(Recorded data)

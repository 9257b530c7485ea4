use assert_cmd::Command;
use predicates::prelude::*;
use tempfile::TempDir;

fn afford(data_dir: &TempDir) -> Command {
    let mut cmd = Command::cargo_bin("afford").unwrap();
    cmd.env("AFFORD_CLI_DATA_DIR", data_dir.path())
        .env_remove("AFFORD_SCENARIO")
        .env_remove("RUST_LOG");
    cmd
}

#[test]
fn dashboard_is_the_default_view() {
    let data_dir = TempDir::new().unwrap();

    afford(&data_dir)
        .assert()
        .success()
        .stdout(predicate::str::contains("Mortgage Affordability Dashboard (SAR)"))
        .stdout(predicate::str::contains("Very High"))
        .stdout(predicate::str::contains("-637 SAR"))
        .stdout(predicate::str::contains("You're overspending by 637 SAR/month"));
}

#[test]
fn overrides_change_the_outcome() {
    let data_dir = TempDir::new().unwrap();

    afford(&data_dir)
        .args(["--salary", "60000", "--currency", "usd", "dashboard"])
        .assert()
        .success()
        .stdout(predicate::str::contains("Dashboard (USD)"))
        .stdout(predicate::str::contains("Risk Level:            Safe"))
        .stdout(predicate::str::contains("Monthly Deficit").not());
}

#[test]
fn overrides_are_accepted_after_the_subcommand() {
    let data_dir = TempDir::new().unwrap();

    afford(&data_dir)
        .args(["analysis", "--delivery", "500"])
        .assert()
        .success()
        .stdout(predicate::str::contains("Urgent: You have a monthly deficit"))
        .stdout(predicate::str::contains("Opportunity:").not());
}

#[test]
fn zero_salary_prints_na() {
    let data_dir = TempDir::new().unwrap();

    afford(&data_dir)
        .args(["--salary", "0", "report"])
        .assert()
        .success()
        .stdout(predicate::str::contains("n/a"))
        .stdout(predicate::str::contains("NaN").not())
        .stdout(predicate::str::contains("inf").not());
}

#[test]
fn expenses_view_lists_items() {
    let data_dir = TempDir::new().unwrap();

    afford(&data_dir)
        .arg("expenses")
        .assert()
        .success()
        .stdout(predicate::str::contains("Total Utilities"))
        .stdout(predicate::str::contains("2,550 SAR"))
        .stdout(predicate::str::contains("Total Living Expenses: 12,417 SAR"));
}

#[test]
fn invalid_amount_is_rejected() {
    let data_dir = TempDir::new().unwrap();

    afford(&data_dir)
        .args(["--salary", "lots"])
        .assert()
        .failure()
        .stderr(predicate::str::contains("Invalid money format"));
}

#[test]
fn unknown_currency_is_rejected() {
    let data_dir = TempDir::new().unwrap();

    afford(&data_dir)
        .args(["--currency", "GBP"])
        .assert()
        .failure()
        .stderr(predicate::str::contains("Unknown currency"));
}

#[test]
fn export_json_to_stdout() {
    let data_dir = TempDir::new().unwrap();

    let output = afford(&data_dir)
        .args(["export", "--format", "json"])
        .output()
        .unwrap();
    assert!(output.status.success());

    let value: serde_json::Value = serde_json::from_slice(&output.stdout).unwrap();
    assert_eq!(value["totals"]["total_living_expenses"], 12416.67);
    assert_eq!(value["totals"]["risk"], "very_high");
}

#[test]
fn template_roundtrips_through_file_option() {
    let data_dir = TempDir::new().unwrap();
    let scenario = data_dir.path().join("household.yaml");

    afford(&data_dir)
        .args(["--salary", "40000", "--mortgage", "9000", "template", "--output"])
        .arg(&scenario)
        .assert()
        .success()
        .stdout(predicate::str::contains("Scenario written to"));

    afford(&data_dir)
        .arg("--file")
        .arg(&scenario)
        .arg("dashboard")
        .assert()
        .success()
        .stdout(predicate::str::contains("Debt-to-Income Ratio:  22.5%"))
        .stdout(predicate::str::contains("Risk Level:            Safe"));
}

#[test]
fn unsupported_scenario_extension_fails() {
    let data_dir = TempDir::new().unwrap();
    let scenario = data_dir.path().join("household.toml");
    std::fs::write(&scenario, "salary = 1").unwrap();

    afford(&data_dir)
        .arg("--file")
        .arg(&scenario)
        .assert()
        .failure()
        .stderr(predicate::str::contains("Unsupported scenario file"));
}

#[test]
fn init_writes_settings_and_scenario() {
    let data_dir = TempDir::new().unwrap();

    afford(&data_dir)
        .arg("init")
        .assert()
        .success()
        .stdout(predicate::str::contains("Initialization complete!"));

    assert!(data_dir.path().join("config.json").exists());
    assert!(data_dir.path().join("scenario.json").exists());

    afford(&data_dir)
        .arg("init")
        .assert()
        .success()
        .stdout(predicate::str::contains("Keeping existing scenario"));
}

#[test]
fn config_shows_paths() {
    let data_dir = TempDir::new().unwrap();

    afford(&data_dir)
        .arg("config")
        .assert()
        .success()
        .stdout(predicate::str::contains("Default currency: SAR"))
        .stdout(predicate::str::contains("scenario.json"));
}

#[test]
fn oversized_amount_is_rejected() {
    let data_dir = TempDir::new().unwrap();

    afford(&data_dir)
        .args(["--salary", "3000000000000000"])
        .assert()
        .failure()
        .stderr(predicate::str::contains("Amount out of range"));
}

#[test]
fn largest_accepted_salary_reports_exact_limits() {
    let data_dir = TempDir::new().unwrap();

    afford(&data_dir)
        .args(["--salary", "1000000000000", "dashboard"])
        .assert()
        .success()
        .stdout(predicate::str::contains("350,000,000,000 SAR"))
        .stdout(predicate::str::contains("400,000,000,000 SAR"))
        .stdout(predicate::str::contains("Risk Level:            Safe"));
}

(End Recorded data)
(Recorded data)

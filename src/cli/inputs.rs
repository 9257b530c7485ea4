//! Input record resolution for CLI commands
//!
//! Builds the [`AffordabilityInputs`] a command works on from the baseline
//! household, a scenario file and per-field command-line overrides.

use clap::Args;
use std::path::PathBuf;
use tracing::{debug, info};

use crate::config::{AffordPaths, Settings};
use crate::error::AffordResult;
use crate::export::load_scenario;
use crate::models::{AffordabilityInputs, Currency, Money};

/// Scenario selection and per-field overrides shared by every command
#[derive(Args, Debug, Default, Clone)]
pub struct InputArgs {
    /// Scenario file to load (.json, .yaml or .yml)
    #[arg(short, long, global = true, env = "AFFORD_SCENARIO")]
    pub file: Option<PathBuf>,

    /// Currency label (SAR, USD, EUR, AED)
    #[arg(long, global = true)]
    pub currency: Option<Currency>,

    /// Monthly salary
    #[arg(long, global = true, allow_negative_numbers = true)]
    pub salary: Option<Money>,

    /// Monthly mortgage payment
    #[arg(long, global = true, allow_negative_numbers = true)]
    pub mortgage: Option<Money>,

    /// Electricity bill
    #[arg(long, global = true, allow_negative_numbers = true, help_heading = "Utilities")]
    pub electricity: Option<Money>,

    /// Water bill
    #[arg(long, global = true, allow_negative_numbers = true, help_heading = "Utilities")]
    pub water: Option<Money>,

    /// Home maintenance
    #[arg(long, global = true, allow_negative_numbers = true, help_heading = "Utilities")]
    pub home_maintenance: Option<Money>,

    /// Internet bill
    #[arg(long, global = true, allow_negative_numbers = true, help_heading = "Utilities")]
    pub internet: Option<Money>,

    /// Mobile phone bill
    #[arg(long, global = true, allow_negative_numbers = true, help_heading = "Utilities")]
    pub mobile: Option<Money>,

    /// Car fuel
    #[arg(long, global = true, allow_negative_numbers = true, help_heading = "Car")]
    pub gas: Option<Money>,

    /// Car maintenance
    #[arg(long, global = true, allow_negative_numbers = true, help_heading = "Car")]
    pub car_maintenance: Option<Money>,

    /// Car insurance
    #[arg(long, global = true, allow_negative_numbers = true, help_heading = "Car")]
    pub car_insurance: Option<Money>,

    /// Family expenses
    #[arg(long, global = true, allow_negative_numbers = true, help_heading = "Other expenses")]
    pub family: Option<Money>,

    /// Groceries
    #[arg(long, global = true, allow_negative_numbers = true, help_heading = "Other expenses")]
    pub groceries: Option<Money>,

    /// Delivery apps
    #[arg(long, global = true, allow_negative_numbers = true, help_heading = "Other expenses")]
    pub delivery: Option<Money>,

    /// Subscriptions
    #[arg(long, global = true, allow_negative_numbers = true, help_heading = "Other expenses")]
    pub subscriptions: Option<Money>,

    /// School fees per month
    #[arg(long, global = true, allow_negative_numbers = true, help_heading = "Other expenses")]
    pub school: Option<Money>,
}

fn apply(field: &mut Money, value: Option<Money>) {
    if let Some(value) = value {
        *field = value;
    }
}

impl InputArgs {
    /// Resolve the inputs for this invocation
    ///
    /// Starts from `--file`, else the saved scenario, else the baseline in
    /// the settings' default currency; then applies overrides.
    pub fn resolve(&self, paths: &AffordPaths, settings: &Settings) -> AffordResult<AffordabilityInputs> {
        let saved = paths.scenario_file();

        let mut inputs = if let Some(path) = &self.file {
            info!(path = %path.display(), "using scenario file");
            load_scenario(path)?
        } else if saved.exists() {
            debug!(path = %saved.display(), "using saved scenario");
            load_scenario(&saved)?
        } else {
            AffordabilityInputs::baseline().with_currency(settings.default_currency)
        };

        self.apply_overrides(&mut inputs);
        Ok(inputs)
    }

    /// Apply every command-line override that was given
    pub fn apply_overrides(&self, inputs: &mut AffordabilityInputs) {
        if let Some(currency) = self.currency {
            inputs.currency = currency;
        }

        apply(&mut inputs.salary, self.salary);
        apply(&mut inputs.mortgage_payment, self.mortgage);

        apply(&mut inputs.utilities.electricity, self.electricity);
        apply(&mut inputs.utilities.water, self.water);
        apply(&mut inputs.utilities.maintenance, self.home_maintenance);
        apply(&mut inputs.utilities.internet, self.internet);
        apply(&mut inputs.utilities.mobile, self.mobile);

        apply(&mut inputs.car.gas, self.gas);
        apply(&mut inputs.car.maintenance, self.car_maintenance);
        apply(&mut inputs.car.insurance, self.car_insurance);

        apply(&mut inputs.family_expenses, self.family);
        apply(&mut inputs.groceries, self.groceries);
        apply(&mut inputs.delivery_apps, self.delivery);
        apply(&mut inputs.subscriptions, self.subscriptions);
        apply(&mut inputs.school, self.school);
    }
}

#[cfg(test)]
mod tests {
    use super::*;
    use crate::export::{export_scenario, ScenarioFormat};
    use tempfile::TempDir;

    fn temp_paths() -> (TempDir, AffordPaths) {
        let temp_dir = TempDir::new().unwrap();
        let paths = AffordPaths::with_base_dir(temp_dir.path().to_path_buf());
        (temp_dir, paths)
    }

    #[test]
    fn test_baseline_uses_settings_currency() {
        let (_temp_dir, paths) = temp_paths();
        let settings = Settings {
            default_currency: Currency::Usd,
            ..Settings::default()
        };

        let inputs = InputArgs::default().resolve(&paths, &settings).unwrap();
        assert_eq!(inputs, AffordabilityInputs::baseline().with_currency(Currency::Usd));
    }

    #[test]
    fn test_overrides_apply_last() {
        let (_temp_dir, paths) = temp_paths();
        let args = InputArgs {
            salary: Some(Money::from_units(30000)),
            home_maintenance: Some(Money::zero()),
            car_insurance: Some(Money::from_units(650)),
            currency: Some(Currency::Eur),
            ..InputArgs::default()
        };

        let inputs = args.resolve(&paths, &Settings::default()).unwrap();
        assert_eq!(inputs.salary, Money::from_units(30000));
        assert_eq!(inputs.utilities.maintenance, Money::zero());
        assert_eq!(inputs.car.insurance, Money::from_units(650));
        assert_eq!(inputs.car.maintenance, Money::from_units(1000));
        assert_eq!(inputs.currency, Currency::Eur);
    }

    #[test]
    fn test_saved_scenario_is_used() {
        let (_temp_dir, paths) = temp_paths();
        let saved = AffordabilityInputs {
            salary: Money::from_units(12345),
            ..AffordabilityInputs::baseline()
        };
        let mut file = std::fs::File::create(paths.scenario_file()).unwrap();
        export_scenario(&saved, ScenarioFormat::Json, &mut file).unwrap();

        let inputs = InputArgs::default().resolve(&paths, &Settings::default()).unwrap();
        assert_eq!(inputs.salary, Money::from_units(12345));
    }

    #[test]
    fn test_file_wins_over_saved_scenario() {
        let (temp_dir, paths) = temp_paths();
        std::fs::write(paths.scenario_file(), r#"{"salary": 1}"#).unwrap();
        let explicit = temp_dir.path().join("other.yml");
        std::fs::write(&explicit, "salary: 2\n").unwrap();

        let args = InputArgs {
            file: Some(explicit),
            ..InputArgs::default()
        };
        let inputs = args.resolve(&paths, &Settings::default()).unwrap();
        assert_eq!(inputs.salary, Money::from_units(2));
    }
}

(End Recorded data)

Please return the lines above that run from the line containing "apply(&mut inputs.groceries, self.groceries);" to the line containing "let mut file", inclusive, exactly and with no other lines.

        apply(&mut inputs.groceries, self.groceries);
        apply(&mut inputs.delivery_apps, self.delivery);
        apply(&mut inputs.subscriptions, self.subscriptions);
        apply(&mut inputs.school, self.school);
    }
}

#[cfg(test)]
mod tests {
    use super::*;
    use crate::export::{export_scenario, ScenarioFormat};
    use tempfile::TempDir;

    fn temp_paths() -> (TempDir, AffordPaths) {
        let temp_dir = TempDir::new().unwrap();
        let paths = AffordPaths::with_base_dir(temp_dir.path().to_path_buf());
        (temp_dir, paths)
    }

    #[test]
    fn test_baseline_uses_settings_currency() {
        let (_temp_dir, paths) = temp_paths();
        let settings = Settings {
            default_currency: Currency::Usd,
            ..Settings::default()
        };

        let inputs = InputArgs::default().resolve(&paths, &settings).unwrap();
        assert_eq!(inputs, AffordabilityInputs::baseline().with_currency(Currency::Usd));
    }

    #[test]
    fn test_overrides_apply_last() {
        let (_temp_dir, paths) = temp_paths();
        let args = InputArgs {
            salary: Some(Money::from_units(30000)),
            home_maintenance: Some(Money::zero()),
            car_insurance: Some(Money::from_units(650)),
            currency: Some(Currency::Eur),
            ..InputArgs::default()
        };

        let inputs = args.resolve(&paths, &Settings::default()).unwrap();
        assert_eq!(inputs.salary, Money::from_units(30000));
        assert_eq!(inputs.utilities.maintenance, Money::zero());
        assert_eq!(inputs.car.insurance, Money::from_units(650));
        assert_eq!(inputs.car.maintenance, Money::from_units(1000));
        assert_eq!(inputs.currency, Currency::Eur);
    }

    #[test]
    fn test_saved_scenario_is_used() {
        let (_temp_dir, paths) = temp_paths();
        let saved = AffordabilityInputs {
            salary: Money::from_units(12345),
            ..AffordabilityInputs::baseline()
        };
        let mut file = std::fs::File::create(paths.scenario_file()).unwrap();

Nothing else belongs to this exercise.